Popular-archaeology.com

 

 

Macchu Picchu

 

AMERICAN SOCIETY OF HUMAN GENETICS, SAN DIEGO, Calif. – Ancient populations in the Andes of Peru adapted to their high-altitude environment and the introduction of agriculture in ways distinct from other global populations that faced similar circumstances, according to findings* presented at the American Society of Human Genetics (ASHG) 2018 Annual Meeting in San Diego, Calif.

John Lindo, PhD, JD, assistant professor of anthropology at Emory University, and a group of international collaborators headed by Anna Di Rienzo, PhD, at the University of Chicago and Mark Aldenderfer, PhD, at the University of California, Merced, set out to use newly available samples of 7,000-year-old DNA from seven whole genomes to study how ancient people in the Andes adapted to their environment.

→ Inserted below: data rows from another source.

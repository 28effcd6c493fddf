//! Document model for a carousel post.
//!
//! [`PostData`] is the long-lived, externally edited document: a title,
//! an ordered set of text pages, tags, and author metadata. Rendering never
//! mutates it; the mutation helpers here back the editing surface.

use crate::media::ImageRef;
use serde::{Deserialize, Serialize};

/// The structured document a card deck is rendered from.
///
/// Invariant: `pages` is never empty. [`remove_page`](Self::remove_page)
/// refuses to drop the last page.
#[derive(Debug, Clone, PartialEq, Serialize, Deserialize)]
#[serde(rename_all = "camelCase")]
pub struct PostData {
    /// Cover title. Explicit line breaks are preserved verbatim at render.
    pub title: String,

    /// Content pages in document order, length >= 1.
    pub pages: Vec<String>,

    /// Hashtag labels in author order.
    pub tags: Vec<String>,

    /// Author display name, shown in the card footer.
    pub author_name: String,

    /// Display date for the card header. Empty means hidden.
    pub date: String,

    /// Optional author avatar shown next to the name.
    #[serde(skip_serializing_if = "Option::is_none")]
    pub avatar_image: Option<ImageRef>,
}

impl Default for PostData {
    fn default() -> Self {
        Self {
            title: "Untitled Post".to_string(),
            pages: vec![String::new()],
            tags: Vec::new(),
            author_name: String::new(),
            date: String::new(),
            avatar_image: None,
        }
    }
}

impl PostData {
    /// Appends an empty page at the end of the document.
    pub fn add_page(&mut self) {
        self.pages.push(String::new());
    }

    /// Replaces the text of page `index`. Out-of-range indices are ignored.
    pub fn edit_page(&mut self, index: usize, text: impl Into<String>) {
        if let Some(page) = self.pages.get_mut(index) {
            *page = text.into();
        }
    }

    /// Removes page `index`, keeping at least one page.
    ///
    /// Returns `true` if a page was removed.
    pub fn remove_page(&mut self, index: usize) -> bool {
        if self.pages.len() > 1 && index < self.pages.len() {
            self.pages.remove(index);
            true
        } else {
            false
        }
    }

    /// Replaces tags from a comma-separated string, trimming whitespace and
    /// dropping empty entries.
    pub fn set_tags_from_csv(&mut self, csv: &str) {
        self.tags = csv
            .split(',')
            .map(str::trim)
            .filter(|t| !t.is_empty())
            .map(str::to_string)
            .collect();
    }
}
//! ZIP packaging and the end-to-end deck export pipeline.

use crate::capture::{self, Capture};
use crate::error::Result;
use crate::post::PostData;
use crate::style::VisualStyle;
use crate::theme;
use std::io::{Cursor, Write};
use std::time::{SystemTime, UNIX_EPOCH};
use zip::CompressionMethod;
use zip::ZipWriter;
use zip::write::SimpleFileOptions;

/// Archive entry name for a capture. Naming is position-based: the cover is
/// always `page_1.png`, page i is `page_{i + 1}.png`.
pub fn entry_name(sequence_index: usize) -> String {
    format!("page_{}.png", sequence_index + 1)
}

/// Archive file name for a deck: the base name plus a millisecond timestamp
/// suffix, so repeated exports never collide.
pub fn archive_file_name(base: &str) -> String {
    let millis = SystemTime::now()
        .duration_since(UNIX_EPOCH)
        .map(|d| d.as_millis())
        .unwrap_or(0);
    format!("{base}-{millis}.zip")
}

/// Packs captures into one ZIP archive.
///
/// Entries are written in deck order regardless of the order captures
/// arrive in.
pub fn pack(mut captures: Vec<Capture>) -> Result<Vec<u8>> {
    capture::restore_deck_order(&mut captures);

    let mut writer = ZipWriter::new(Cursor::new(Vec::new()));
    let options = SimpleFileOptions::default().compression_method(CompressionMethod::Deflated);

    for c in &captures {
        writer.start_file(entry_name(c.sequence_index), options)?;
        writer.write_all(&c.png)?;
    }

    let cursor = writer.finish()?;
    log::info!("packed {} captures into archive", captures.len());
    Ok(cursor.into_inner())
}

/// A finished export: suggested file name plus the archive bytes.
#[derive(Debug, Clone)]
pub struct ExportBundle {
    pub file_name: String,
    pub bytes: Vec<u8>,
}

/// Renders, captures, and packages a whole deck.
///
/// For a document with `k` pages the archive holds exactly `k + 1` entries:
/// `page_1.png` (cover) through `page_{k + 1}.png`. Any capture failure
/// aborts the export; no partial archive is produced.
pub async fn export_deck(
    data: &PostData,
    style: &VisualStyle,
    base_name: &str,
) -> Result<ExportBundle> {
    let deck = theme::render_deck(data, style);
    log::info!(
        "exporting deck: {} cards, theme {}",
        deck.len(),
        style.theme.name()
    );

    let captures = capture::capture_all(deck).await?;
    let bytes = pack(captures)?;

    Ok(ExportBundle {
        file_name: archive_file_name(base_name),
        bytes,
    })
}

They compared these genomes with 64 modern-day genomes from both highland Andean populations and lowland populations in Chile, in order to identify the genetic adaptations that took place before the arrival of Europeans in the 1500s.

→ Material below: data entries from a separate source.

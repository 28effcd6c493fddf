//! Card capture: rasterizes card visuals to PNG, concurrently per deck.

use crate::card::{CardVisual, Primitive};
use crate::error::{Error, Result};
use crate::svg;
use futures::future::try_join_all;
use image::ImageFormat;
use std::io::Cursor;

/// Uniform raster scale factor. Every card captures at exactly twice its
/// logical size, so a 375x500 card always yields a 750x1000 PNG.
pub const CAPTURE_SCALE: f32 = 2.0;

/// One captured card: PNG bytes tagged with the card's deck position.
#[derive(Debug, Clone)]
pub struct Capture {
    /// 0 = cover, 1..=N = pages. Drives archive entry naming.
    pub sequence_index: usize,
    /// Encoded PNG at capture scale.
    pub png: Vec<u8>,
}

/// Captures a single card to PNG bytes.
///
/// Every image resource on the card is decode-checked first; a broken
/// payload fails the capture instead of rasterizing a blank layer.
pub fn capture(card: &CardVisual) -> Result<Capture> {
    if let Some((image, _)) = card.background_image()
        && !image.decode_check()
    {
        return Err(Error::ImageDecode {
            index: card.sequence_index,
        });
    }
    for p in card.primitives() {
        if let Primitive::Image { image, .. } = p
            && !image.decode_check()
        {
            return Err(Error::ImageDecode {
                index: card.sequence_index,
            });
        }
    }

    let doc = svg::document(card);
    let raster = svg::rasterize(&doc, CAPTURE_SCALE).ok_or_else(|| Error::Capture {
        index: card.sequence_index,
        reason: "svg rasterization failed".to_string(),
    })?;

    let mut png = Cursor::new(Vec::new());
    raster
        .write_to(&mut png, ImageFormat::Png)
        .map_err(|e| Error::Capture {
            index: card.sequence_index,
            reason: format!("png encoding failed: {e}"),
        })?;

    Ok(Capture {
        sequence_index: card.sequence_index,
        png: png.into_inner(),
    })
}

/// Captures a whole deck concurrently.
///
/// Cards rasterize on blocking worker threads in parallel; the result is
/// always in deck order because each capture carries its sequence index and
/// the batch is sorted before returning, never by completion order. Any
/// single failure aborts the whole batch.
pub async fn capture_all(cards: Vec<CardVisual>) -> Result<Vec<Capture>> {
    let tasks = cards.into_iter().map(|card| {
        tokio::task::spawn_blocking(move || {
            log::debug!("capturing card {}", card.sequence_index);
            capture(&card)
        })
    });

    let joined = try_join_all(tasks).await.map_err(|_| Error::TaskJoin)?;
    let mut captures = joined.into_iter().collect::<Result<Vec<_>>>()?;
    restore_deck_order(&mut captures);
    Ok(captures)
}

/// Restores deck order regardless of the order captures completed in.
pub(crate) fn restore_deck_order(captures: &mut [Capture]) {
    captures.sort_by_key(|c| c.sequence_index);
}

#[cfg(test)]
mod tests {
    use super::*;
    use crate::card::{CARD_HEIGHT, CARD_WIDTH, CardRole};
    use crate::media::ImageRef;
    use crate::post::PostData;
    use crate::style::Theme;
    use crate::theme;
    use crate::{catalog, catalog::preset};

    fn data() -> PostData {
        PostData {
            title: "Capture Me".to_string(),
            pages: vec!["one".to_string(), "two".to_string()],
            ..PostData::default()
        }
    }

    #[test]
    fn capture_yields_fixed_size_png() {
        let style = catalog::default_style();
        let card = theme::render(&data(), &style, CardRole::Cover, 0);

        let capture = capture(&card).unwrap();
        assert_eq!(capture.sequence_index, 0);

        let img = image::load_from_memory(&capture.png).unwrap();
        assert_eq!(img.width(), CARD_WIDTH * 2);
        assert_eq!(img.height(), CARD_HEIGHT * 2);
    }

    #[test]
    fn broken_background_image_fails_the_capture() {
        let mut style = catalog::default_style();
        style.background_image = Some(ImageRef::from_bytes(vec![1, 2, 3, 4]));
        let card = theme::render(&data(), &style, CardRole::Cover, 0);

        match capture(&card) {
            Err(crate::Error::ImageDecode { index }) => assert_eq!(index, 0),
            other => panic!("expected ImageDecode, got {other:?}"),
        }
    }

    #[test]
    fn per_item_failures_name_the_card() {
        let mut style = catalog::default_style();
        style.background_image = Some(ImageRef::from_bytes(vec![9, 9]));
        let card = theme::render(&data(), &style, CardRole::Content, 2);

        let err = capture(&card).unwrap_err();
        match &err {
            crate::Error::ImageDecode { index } => assert_eq!(*index, 2),
            other => panic!("expected ImageDecode, got {other:?}"),
        }
        assert!(err.to_string().contains("card 2"));
    }

    #[test]
    fn restore_deck_order_sorts_by_index() {
        let mut captures = vec![
            Capture {
                sequence_index: 2,
                png: vec![2],
            },
            Capture {
                sequence_index: 0,
                png: vec![0],
            },
            Capture {
                sequence_index: 1,
                png: vec![1],
            },
        ];
        restore_deck_order(&mut captures);
        let order: Vec<_> = captures.iter().map(|c| c.sequence_index).collect();
        assert_eq!(order, vec![0, 1, 2]);
    }

    #[tokio::test]
    async fn capture_all_preserves_deck_order() {
        let style = preset(Theme::Shockwave);
        let deck = theme::render_deck(&data(), &style);

        let captures = capture_all(deck).await.unwrap();
        assert_eq!(captures.len(), 3);
        for (i, c) in captures.iter().enumerate() {
            assert_eq!(c.sequence_index, i);
            assert!(!c.png.is_empty());
        }
    }

    #[tokio::test]
    async fn one_bad_card_aborts_the_batch() {
        let mut style = catalog::default_style();
        style.background_image = Some(ImageRef::from_bytes(vec![0xde, 0xad]));
        let deck = theme::render_deck(&data(), &style);

        assert!(capture_all(deck).await.is_err());
    }
}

“Contact with Europeans had a devastating impact on South American populations, such as the introduction of disease, war, and social disruption,” explained Dr. Lindo. “By focusing on the period before that, we were able to distinguish environmental adaptations from adaptations that stemmed from historical events.”

They found that Andean populations’ genomes adapted to the introduction of agriculture and resulting increase in starch consumption differently from other populations. For example, the genomes of European farming populations show an increased number of copies of the gene coding for amylase, an enzyme in saliva that helps break down starch. While Andeans also followed a high-starch diet after they started to farm, their genomes did not have additional copies of the amylase gene, prompting questions about how they may have adapted to this change.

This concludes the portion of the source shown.